After the government won a key legal battle last week, the U.S. Department of Justice said Monday the Fifth U.S. Circuit Court of Appeals should allow it to begin enforcing a presidential executive order that federal employees be vaccinated against COVID-19.
On April 7 the New Orleans-based 5th Circuit overturned a nationwide preliminary injunction issued by a federal district judge in Texas that had prevented federal agencies such as the Department of Energy from enforcing President Biden’s Executive Order 14043 mandating that federal employees be vaccinated against Coronavirus-2019.
“But the Court has not yet issued the mandate, and the docket entry accompanying the opinion states that the “[m]andate issue date” is May 31, 2022, the default date under Federal Rule of Appellate Procedure 41(b),” the Justice Department said in its Monday filing.
The court should “take appropriate steps” so the government may “resume implementation and enforcement of Executive Order 14043,” according to the filing. Prior to the preliminary injunction from the court in Texas, federal vaccine holdouts who did not receive a medical or religious exemption would be fired.

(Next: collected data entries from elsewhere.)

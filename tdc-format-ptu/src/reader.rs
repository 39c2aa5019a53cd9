// TDC Toolkit
// Copyright (c) 2026 The TDC Toolkit Developers.
//
// This Source Code Form is subject to the terms of the Mozilla Public
// License, v. 2.0. If a copy of the MPL was not distributed with this
// file, You can obtain one at https://mozilla.org/MPL/2.0/.

use std::fs::File;
use std::io::Read;
use std::path::Path;

use log::{debug, warn};

use tdc_core::error::invalid_format_error;
use tdc_core::io::{ByteReader, ReadBytes};
use tdc_core::Result;

use crate::tag::{read_tag_value, TagValue};

const MAGIC: &[u8] = b"PQTTTR";
const MAGIC_LEN: usize = 8;
const VERSION_LEN: usize = 8;
const IDENT_LEN: usize = 32;
const HEADER_END: &str = "Header_End";
const RECORD_COUNT_IDENT: &str = "TTResult_NumberOfRecords";

/// Reads a captured TTTR file: the tagged header (far enough to find the
/// declared record count), then the raw 32-bit record stream.
pub struct CaptureFileReader<R: Read> {
    reader: ByteReader<R>,
    record_count: u64,
    records_read: u64,
}

impl CaptureFileReader<File> {
    pub fn open(path: impl AsRef<Path>) -> Result<Self> {
        let file = File::open(path)?;
        Self::try_new(file)
    }
}

impl<R: Read> CaptureFileReader<R> {
    /// Parses the magic, version, and tagged header of `inner`, stopping
    /// at the `Header_End` entry.
    pub fn try_new(inner: R) -> Result<Self> {
        let mut reader = ByteReader::new(inner);

        let mut magic = [0u8; MAGIC_LEN];
        reader.read_buf_exact(&mut magic)?;
        if &magic[..MAGIC.len()] != MAGIC {
            return invalid_format_error("missing PQTTTR magic");
        }

        let mut version = [0u8; VERSION_LEN];
        reader.read_buf_exact(&mut version)?;
        debug!("capture file version: {}", String::from_utf8_lossy(&version).trim_end_matches('\0'));

        let mut record_count = None;

        loop {
            let mut ident_buf = [0u8; IDENT_LEN];
            reader.read_buf_exact(&mut ident_buf)?;
            let ident = String::from_utf8_lossy(&ident_buf).trim_end_matches('\0').to_string();

            // The index field is part of every entry's on-disk layout but
            // is not needed to locate the record count or skip unknown
            // entries; read and discard it.
            let _index = reader.read_i32()?;

            let code = reader.read_u32()?;

            if ident == HEADER_END {
                // Header_End still carries a (typically Empty8) payload
                // that must be consumed like any other entry.
                read_tag_value(&mut reader, code)?;
                break;
            }

            let value = read_tag_value(&mut reader, code)?;

            if ident == RECORD_COUNT_IDENT {
                match value {
                    TagValue::Int(n) if n >= 0 => record_count = Some(n as u64),
                    _ => {
                        return invalid_format_error(
                            "TTResult_NumberOfRecords did not decode to a non-negative integer",
                        )
                    }
                }
            } else {
                warn!("ignoring unrecognized header entry: {ident}");
            }
        }

        let record_count = match record_count {
            Some(n) => n,
            None => {
                return invalid_format_error(
                    "capture file header never declared TTResult_NumberOfRecords",
                )
            }
        };

        debug!("capture file declares {record_count} records");

        Ok(CaptureFileReader { reader, record_count, records_read: 0 })
    }

    /// The record count declared by the file's header.
    pub fn record_count(&self) -> u64 {
        self.record_count
    }

    /// Reads the next raw 32-bit record, or `Ok(None)` once
    /// `record_count` records have been returned. Fails with
    /// `UnexpectedEOF` (an `InvalidFormat` error) if the file ends before
    /// the declared count is reached.
    pub fn next_word(&mut self) -> Result<Option<u32>> {
        if self.records_read >= self.record_count {
            return Ok(None);
        }

        match self.reader.read_u32() {
            Ok(word) => {
                self.records_read += 1;
                Ok(Some(word))
            }
            Err(err) => invalid_format_error(format!(
                "unexpected end of file: declared {} records, got {} ({err})",
                self.record_count, self.records_read
            )),
        }
    }
}

impl<R: Read> Iterator for CaptureFileReader<R> {
    type Item = Result<u32>;

    fn next(&mut self) -> Option<Self::Item> {
        match self.next_word() {
            Ok(Some(word)) => Some(Ok(word)),
            Ok(None) => None,
            Err(err) => Some(Err(err)),
        }
    }
}

#[cfg(test)]
mod tests {
    use super::*;
    use std::io::Cursor;

    fn header_entry(ident: &str, code: u32, payload: &[u8]) -> Vec<u8> {
        let mut bytes = vec![0u8; IDENT_LEN];
        bytes[..ident.len()].copy_from_slice(ident.as_bytes());
        bytes.extend_from_slice(&0i32.to_le_bytes());
        bytes.extend_from_slice(&code.to_le_bytes());
        bytes.extend_from_slice(payload);
        bytes
    }

    fn minimal_capture_file(record_count: i64, records: &[u32]) -> Vec<u8> {
        let mut bytes = Vec::new();
        bytes.extend_from_slice(b"PQTTTR\0\0");
        bytes.extend_from_slice(b"00.000\0\0");
        bytes.extend_from_slice(&header_entry(
            RECORD_COUNT_IDENT,
            0x1000_0008,
            &record_count.to_le_bytes(),
        ));
        bytes.extend_from_slice(&header_entry(HEADER_END, 0xFFFF_0008, &0u64.to_le_bytes()));
        for word in records {
            bytes.extend_from_slice(&word.to_le_bytes());
        }
        bytes
    }

    #[test]
    fn reads_record_count_and_streams_words() {
        let file = minimal_capture_file(2, &[0x01020304, 0x0A0B0C0D]);
        let mut reader = CaptureFileReader::try_new(Cursor::new(file)).unwrap();
        assert_eq!(reader.record_count(), 2);
        assert_eq!(reader.next_word().unwrap(), Some(0x01020304));
        assert_eq!(reader.next_word().unwrap(), Some(0x0A0B0C0D));
        assert_eq!(reader.next_word().unwrap(), None);
    }

    #[test]
    fn missing_magic_is_rejected() {
        let mut file = minimal_capture_file(0, &[]);
        file[0] = b'X';
        assert!(CaptureFileReader::try_new(Cursor::new(file)).is_err());
    }

    #[test]
    fn fewer_records_than_declared_is_an_error() {
        let file = minimal_capture_file(2, &[0x01020304]);
        let mut reader = CaptureFileReader::try_new(Cursor::new(file)).unwrap();
        assert_eq!(reader.next_word().unwrap(), Some(0x01020304));
        assert!(reader.next_word().is_err());
    }

    #[test]
    fn unrecognized_header_entries_are_skipped() {
        let mut bytes = Vec::new();
        bytes.extend_from_slice(b"PQTTTR\0\0");
        bytes.extend_from_slice(b"00.000\0\0");
        bytes.extend_from_slice(&header_entry("MeasDesc_GlobalResolution", 0x2000_0008, &5.0f64.to_le_bytes()));
        bytes.extend_from_slice(&header_entry(RECORD_COUNT_IDENT, 0x1000_0008, &1i64.to_le_bytes()));
        bytes.extend_from_slice(&header_entry(HEADER_END, 0xFFFF_0008, &0u64.to_le_bytes()));
        bytes.extend_from_slice(&0xAABBCCDDu32.to_le_bytes());

        let mut reader = CaptureFileReader::try_new(Cursor::new(bytes)).unwrap();
        assert_eq!(reader.record_count(), 1);
        assert_eq!(reader.next_word().unwrap(), Some(0xAABBCCDD));
    }

    #[test]
    fn iterator_yields_exactly_the_declared_records() {
        let file = minimal_capture_file(3, &[1, 2, 3]);
        let reader = CaptureFileReader::try_new(Cursor::new(file)).unwrap();
        let words: Result<Vec<u32>> = reader.collect();
        assert_eq!(words.unwrap(), vec![1, 2, 3]);
    }
}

Government attorneys have contacted the legal team for the plaintiffs, a group called Feds for Medical Freedom, and the plaintiffs oppose the request, according to a footnote.
In a separate case, hundreds of security guards and other federal and contract employees at DoE’s Hanford Site filed a motion in federal district court for Eastern Washington late last week, urging the judge to reject the government’s motion to dismiss their second amended complaint.
The Hanford vaccine objectors, represented by a group called the Silent Majority Foundation, noted the 5th Circuit has overturned the nationwide preliminary injunction against the vaccine mandate for federal employees and the Eleventh Circuit is considering whether to overturn a national injunction against Biden’s executive order for contractor employees.
“Each Plaintiff is either a federal contractor or a federal employee, subject to the COVID-19 vaccine mandate under EO 14042 or EO 14043, respectively,” according to the motion. “Most plaintiffs have maintained their jobs by obtaining temporary accommodations from their employers,” which should be made permanent, the plaintiffs argue.
Also, seven plaintiffs working for Battelle Memorial Institute’s Pacific Northwest National Laboratory, a government facility at the Hanford Site, have been terminated or placed on indefinite leave without pay, according to the filing.